Exemple #1
0
    def needs_chunking(self, attr: str, data: Dict) -> bool:
        """
        Recursively analyses the data and identifies if the current level of data should be chunked.
        This could happen if either isolate_attr marker in the current scope or recursively in any of sub-elements.

        :param attr:    Name of attribute you want to check for chunking.
        :param data:    Input dictionary to analyse.
        """

        attrs = single_or_plural(attr)
        isolate_attrs = [f"isolate_{a}" for a in attrs
                         ] + [f"max_{a}_per_batch" for a in attrs]

        root_isolate_attrs = self.get_isolate_attributes_from_job(data)

        if any(data[x] for x in isolate_attrs if x in data):
            logger.debug(
                f"needs_chunking(): Got requirement to isolate {attr} in the current scope: {data}"
            )
            return True

        next_attr = self.get_next_chunkable_attr(attr)

        logger.debug(
            f"needs_chunking(): Found next attr {next_attr}, for {attr} from {data}"
        )
        # We are not yet lowest level going recursive
        if next_attr:
            for a in attrs:
                current_vals = get_list_of_multiple_or_one_or_empty_from_dict(
                    data, a)
                logger.debug(
                    f"needs_chunking(): For {a} got current_vals: {current_vals} from {data}. "
                    f"Analysing {next_attr}")

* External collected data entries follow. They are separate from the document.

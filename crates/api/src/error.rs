//! API error types and handling

use axum::{
    http::StatusCode,
    response::{IntoResponse, Response},
    Json,
};
use serde_json::json;

use brandcast_credits::CreditsError;
use brandcast_jobs::JobsError;

/// Application error type
#[derive(Debug, thiserror::Error)]
pub enum ApiError {
    // Authentication errors
    #[error("Authentication required")]
    Unauthorized,
    #[error("Invalid webhook signature")]
    InvalidSignature,

    // Validation errors
    #[error("Invalid request: {0}")]
    BadRequest(String),

    // Resource errors
    #[error("Resource not found")]
    NotFound,
    #[error("Resource already exists")]
    Conflict(String),

    // Rate limiting
    #[error("Too many requests")]
    RateLimited,

    // Credits
    #[error("{0}")]
    InsufficientCredits(String),

    // Internal errors
    #[error("Database error: {0}")]
    Database(String),
    #[error("Internal server error")]
    Internal,
}

impl IntoResponse for ApiError {
    fn into_response(self) -> Response {
        let (status, code, message) = match &self {
            // Authentication
            ApiError::Unauthorized => (StatusCode::UNAUTHORIZED, "UNAUTHORIZED", self.to_string()),
            ApiError::InvalidSignature => {
                (StatusCode::UNAUTHORIZED, "INVALID_SIGNATURE", self.to_string())
            }

            // Validation
            ApiError::BadRequest(msg) => (StatusCode::BAD_REQUEST, "BAD_REQUEST", msg.clone()),

            // Resources
            ApiError::NotFound => (StatusCode::NOT_FOUND, "NOT_FOUND", self.to_string()),
            ApiError::Conflict(msg) => (StatusCode::CONFLICT, "CONFLICT", msg.clone()),

            // Rate limiting
            ApiError::RateLimited => {
                (StatusCode::TOO_MANY_REQUESTS, "RATE_LIMITED", self.to_string())
            }

            // Credits
            ApiError::InsufficientCredits(msg) => {
                (StatusCode::PAYMENT_REQUIRED, "INSUFFICIENT_CREDITS", msg.clone())
            }

            // Internal
            ApiError::Database(_) => (
                StatusCode::INTERNAL_SERVER_ERROR,
                "DATABASE_ERROR",
                "Database error".to_string(),
            ),
            ApiError::Internal => {
                (StatusCode::INTERNAL_SERVER_ERROR, "INTERNAL_ERROR", self.to_string())
            }
        };

        let body = Json(json!({
            "error": {
                "code": code,
                "message": message,
            }
        }));

        (status, body).into_response()
    }
}

impl From<sqlx::Error> for ApiError {
    fn from(err: sqlx::Error) -> Self {
        tracing::error!("Database error: {:?}", err);
        match err {
            sqlx::Error::RowNotFound => ApiError::NotFound,
            sqlx::Error::Database(db_err) => {
                if let Some(code) = db_err.code() {
                    // PostgreSQL unique violation
                    if code == "23505" {
                        return ApiError::Conflict("Resource already exists".to_string());
                    }
                }
                ApiError::Database(db_err.to_string())
            }
            _ => ApiError::Database(err.to_string()),
        }
    }
}

impl From<CreditsError> for ApiError {
    fn from(err: CreditsError) -> Self {
        match err {
            CreditsError::AccountNotFound(_) | CreditsError::TeamNotFound(_) => ApiError::NotFound,
            e @ CreditsError::InsufficientCredits { .. } => {
                ApiError::InsufficientCredits(e.to_string())
            }
            CreditsError::WebhookSignatureInvalid => ApiError::InvalidSignature,
            e @ (CreditsError::InvalidAmount(_)
            | CreditsError::InvalidPlan(_)
            | CreditsError::InvalidPayload(_)) => ApiError::BadRequest(e.to_string()),
            e @ (CreditsError::TeamFull { .. } | CreditsError::AlreadyTeamed(_)) => {
                ApiError::Conflict(e.to_string())
            }
            CreditsError::Database(msg) => ApiError::Database(msg),
            CreditsError::Internal(msg) => {
                tracing::error!(error = %msg, "Internal credits error");
                ApiError::Internal
            }
        }
    }
}

impl From<JobsError> for ApiError {
    fn from(err: JobsError) -> Self {
        match err {
            JobsError::JobNotFound(_) => ApiError::NotFound,
            JobsError::Credits(e) => e.into(),
            JobsError::Database(msg) => ApiError::Database(msg),
            other => {
                tracing::error!(error = %other, "Job subsystem error");
                ApiError::Internal
            }
        }
    }
}

/// Result type alias for API handlers
pub type ApiResult<T> = Result<T, ApiError>;

#[cfg(test)]
mod tests {
    use super::*;

    #[test]
    fn test_status_codes() {
        assert_eq!(
            ApiError::Unauthorized.into_response().status(),
            StatusCode::UNAUTHORIZED
        );
        assert_eq!(
            ApiError::InvalidSignature.into_response().status(),
            StatusCode::UNAUTHORIZED
        );
        assert_eq!(
            ApiError::NotFound.into_response().status(),
            StatusCode::NOT_FOUND
        );
        assert_eq!(
            ApiError::RateLimited.into_response().status(),
            StatusCode::TOO_MANY_REQUESTS
        );
        assert_eq!(
            ApiError::InsufficientCredits("Insufficient credits".to_string())
                .into_response()
                .status(),
            StatusCode::PAYMENT_REQUIRED
        );
        assert_eq!(
            ApiError::BadRequest("bad".to_string()).into_response().status(),
            StatusCode::BAD_REQUEST
        );
        assert_eq!(
            ApiError::Database("boom".to_string()).into_response().status(),
            StatusCode::INTERNAL_SERVER_ERROR
        );
    }

    #[test]
    fn test_credits_error_mapping() {
        let err: ApiError = CreditsError::InsufficientCredits {
            required: 5,
            available: 3,
        }
        .into();
        match &err {
            ApiError::InsufficientCredits(msg) => {
                assert!(msg.contains("required 5"));
                assert!(msg.contains("available 3"));
            }
            other => panic!("Expected InsufficientCredits, got: {:?}", other),
        }

        let err: ApiError = CreditsError::AccountNotFound("user-1".to_string()).into();
        assert!(matches!(err, ApiError::NotFound));

        let err: ApiError = CreditsError::WebhookSignatureInvalid.into();
        assert!(matches!(err, ApiError::InvalidSignature));

        let err: ApiError = CreditsError::TeamFull { members: 3, max: 3 }.into();
        assert!(matches!(err, ApiError::Conflict(_)));
    }

    #[test]
    fn test_jobs_error_mapping() {
        let err: ApiError = JobsError::Credits(CreditsError::InsufficientCredits {
            required: 1,
            available: 0,
        })
        .into();
        assert!(matches!(err, ApiError::InsufficientCredits(_)));

        let err: ApiError = JobsError::Generation("backend returned 503".to_string()).into();
        assert!(matches!(err, ApiError::Internal));
    }
}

                for val in current_vals:

                    for name, subdata in val.items():
                        logger.debug(
                            f"needs_chunking(): Going recursive for {next_attr} in {subdata}"
                        )
                        if isinstance(subdata, dict) and self.needs_chunking(
                                next_attr, {
                                    **subdata,
                                    **root_isolate_attrs
                                }):
                            logger.debug(
                                f"needs_chunking(): Returning True for {next_attr} from {subdata}"
                            )
                            return True

        return False
Exemple #2
0
    def chunk_job(self,
                  job: dict,
                  skeleton: Dict = None,
                  attr: str = None) -> List[Dict]:
        """
        Recursively parses a job, validates everything and chunks to simple tasks what should be chunked.
        The Scenario of chunking and isolation is worth another story, so you should put a link here once it is ready.
        """

        data = []
        skeleton = deepcopy(skeleton) or {}
        job = deepcopy(job)

        # The current attribute we are looking for in this iteration or the first one of preconfigured chunkables.
        attr = attr or self.chunkable_attrs[0] if self.chunkable_attrs else None

        # We have to return here the full job to let it work correctly with recursive calls.
        if not attr:
            return [{**job, **skeleton}]

        logger.debug(
            f"Testing for chunking {attr} from {job} with skeleton {skeleton}")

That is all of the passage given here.